# ASSIGNED TASK
Your response must be made up of each line in the data below that contains the string "their".

# DATA PROVIDED
-- -- --
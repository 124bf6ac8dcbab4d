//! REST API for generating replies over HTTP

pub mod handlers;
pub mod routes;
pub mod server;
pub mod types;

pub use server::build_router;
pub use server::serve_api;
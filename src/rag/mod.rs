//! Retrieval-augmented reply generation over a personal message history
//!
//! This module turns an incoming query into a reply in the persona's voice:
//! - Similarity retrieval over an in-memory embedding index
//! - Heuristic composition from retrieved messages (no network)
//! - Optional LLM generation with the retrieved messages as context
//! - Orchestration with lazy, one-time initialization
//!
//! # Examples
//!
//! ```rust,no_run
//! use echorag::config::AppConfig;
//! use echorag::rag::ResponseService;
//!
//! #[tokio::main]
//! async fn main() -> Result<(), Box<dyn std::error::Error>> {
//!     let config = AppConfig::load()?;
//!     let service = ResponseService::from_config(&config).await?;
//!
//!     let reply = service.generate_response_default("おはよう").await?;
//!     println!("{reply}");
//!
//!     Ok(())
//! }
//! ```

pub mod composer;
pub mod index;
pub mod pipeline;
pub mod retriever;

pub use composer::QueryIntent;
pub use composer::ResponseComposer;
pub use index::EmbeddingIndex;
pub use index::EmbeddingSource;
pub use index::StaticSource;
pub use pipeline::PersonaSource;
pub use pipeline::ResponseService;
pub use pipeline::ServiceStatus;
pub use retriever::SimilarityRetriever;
-- -- --
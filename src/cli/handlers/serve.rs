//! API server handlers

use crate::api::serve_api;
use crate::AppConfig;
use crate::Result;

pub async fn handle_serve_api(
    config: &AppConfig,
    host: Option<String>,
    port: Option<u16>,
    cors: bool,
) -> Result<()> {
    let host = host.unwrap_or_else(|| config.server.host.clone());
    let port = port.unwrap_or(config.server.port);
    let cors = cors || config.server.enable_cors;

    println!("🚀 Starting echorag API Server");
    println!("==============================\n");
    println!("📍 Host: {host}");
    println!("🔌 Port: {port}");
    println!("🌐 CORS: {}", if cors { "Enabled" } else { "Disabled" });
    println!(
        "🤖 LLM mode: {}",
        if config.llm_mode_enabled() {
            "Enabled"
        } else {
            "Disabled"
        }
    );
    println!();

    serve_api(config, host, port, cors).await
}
-- -- --
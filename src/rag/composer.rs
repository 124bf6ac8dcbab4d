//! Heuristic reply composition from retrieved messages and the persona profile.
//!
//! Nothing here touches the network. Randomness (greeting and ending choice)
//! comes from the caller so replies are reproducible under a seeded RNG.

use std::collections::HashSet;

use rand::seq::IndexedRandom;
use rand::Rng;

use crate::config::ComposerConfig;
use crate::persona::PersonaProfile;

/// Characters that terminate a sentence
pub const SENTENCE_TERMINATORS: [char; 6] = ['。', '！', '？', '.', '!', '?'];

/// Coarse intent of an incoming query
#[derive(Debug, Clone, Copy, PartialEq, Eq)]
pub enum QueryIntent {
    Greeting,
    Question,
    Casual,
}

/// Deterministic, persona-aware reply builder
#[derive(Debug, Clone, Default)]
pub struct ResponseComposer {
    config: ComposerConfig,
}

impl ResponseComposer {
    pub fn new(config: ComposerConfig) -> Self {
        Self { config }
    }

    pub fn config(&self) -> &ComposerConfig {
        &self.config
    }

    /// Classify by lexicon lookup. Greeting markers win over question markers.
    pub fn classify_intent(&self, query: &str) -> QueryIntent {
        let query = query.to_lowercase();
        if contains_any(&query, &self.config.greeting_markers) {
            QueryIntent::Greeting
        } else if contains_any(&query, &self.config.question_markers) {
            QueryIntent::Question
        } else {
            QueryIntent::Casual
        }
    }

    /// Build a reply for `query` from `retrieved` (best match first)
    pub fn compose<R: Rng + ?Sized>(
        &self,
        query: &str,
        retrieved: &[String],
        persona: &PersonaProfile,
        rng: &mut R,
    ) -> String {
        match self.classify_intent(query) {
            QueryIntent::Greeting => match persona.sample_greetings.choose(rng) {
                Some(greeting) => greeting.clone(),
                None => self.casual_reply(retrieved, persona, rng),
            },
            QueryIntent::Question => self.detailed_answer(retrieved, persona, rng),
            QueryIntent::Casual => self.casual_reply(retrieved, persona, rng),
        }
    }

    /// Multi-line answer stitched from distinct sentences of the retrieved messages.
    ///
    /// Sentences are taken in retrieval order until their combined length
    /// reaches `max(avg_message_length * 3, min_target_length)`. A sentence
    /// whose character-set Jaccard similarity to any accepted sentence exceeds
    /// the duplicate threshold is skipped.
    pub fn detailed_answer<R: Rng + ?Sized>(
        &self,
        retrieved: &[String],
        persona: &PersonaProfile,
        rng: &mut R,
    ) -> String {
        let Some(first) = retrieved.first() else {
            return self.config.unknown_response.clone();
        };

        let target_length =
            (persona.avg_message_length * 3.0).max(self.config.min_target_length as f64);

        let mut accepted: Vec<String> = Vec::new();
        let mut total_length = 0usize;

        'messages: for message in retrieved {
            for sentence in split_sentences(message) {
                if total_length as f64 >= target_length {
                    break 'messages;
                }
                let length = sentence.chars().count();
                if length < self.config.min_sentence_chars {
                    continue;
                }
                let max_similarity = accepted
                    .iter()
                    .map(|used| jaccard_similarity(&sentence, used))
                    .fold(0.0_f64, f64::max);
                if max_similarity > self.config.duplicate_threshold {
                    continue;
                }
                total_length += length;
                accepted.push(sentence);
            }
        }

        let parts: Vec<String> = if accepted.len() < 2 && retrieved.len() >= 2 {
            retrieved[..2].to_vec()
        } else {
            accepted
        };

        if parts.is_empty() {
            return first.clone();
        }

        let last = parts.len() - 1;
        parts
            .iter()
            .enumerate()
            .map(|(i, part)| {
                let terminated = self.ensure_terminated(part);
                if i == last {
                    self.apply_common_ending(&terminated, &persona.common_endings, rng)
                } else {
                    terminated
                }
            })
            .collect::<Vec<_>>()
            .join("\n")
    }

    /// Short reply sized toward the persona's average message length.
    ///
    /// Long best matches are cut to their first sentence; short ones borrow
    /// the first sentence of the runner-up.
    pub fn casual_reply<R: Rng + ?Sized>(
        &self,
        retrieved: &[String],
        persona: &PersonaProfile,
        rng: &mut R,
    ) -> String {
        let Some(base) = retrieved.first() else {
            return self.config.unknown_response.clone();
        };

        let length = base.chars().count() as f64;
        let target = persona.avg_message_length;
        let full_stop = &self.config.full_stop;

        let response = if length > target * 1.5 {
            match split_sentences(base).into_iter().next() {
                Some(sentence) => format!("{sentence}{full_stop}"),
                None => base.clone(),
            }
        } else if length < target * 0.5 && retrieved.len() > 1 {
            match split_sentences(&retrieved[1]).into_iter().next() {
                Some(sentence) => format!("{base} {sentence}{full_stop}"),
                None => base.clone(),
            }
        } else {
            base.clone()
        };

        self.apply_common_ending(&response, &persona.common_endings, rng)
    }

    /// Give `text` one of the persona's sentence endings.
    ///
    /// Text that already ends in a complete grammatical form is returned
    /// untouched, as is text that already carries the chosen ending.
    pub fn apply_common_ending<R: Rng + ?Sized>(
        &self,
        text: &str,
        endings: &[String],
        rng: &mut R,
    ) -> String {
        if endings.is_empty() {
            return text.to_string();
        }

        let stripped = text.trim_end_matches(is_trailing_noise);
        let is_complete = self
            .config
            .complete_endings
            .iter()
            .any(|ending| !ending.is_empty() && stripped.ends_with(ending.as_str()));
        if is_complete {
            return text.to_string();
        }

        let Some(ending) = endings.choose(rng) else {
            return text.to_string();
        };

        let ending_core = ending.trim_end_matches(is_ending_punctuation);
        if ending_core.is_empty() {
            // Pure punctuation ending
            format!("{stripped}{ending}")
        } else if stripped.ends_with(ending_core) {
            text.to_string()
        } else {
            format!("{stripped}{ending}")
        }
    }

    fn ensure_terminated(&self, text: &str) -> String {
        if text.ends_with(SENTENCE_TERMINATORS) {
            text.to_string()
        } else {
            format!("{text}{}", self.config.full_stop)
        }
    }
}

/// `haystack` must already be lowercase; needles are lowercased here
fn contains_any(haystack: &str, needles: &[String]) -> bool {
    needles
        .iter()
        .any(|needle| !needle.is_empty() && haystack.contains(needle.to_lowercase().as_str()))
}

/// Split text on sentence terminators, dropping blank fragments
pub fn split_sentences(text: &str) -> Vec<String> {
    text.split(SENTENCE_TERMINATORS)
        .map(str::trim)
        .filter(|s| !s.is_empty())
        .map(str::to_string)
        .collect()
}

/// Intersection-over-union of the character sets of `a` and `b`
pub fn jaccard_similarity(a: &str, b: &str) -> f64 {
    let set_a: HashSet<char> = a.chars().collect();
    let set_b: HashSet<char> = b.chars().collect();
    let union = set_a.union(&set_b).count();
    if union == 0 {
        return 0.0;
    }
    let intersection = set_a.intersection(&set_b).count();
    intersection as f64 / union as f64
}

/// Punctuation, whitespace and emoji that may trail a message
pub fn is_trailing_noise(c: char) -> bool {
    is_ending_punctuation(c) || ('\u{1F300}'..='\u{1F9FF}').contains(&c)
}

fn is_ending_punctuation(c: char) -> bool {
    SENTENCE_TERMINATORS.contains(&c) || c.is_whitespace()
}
-- -- --
# SOLUTION BELOW
    /// Sentences are taken in retrieval order until their combined length
    /// Long best matches are cut to their first sentence; short ones borrow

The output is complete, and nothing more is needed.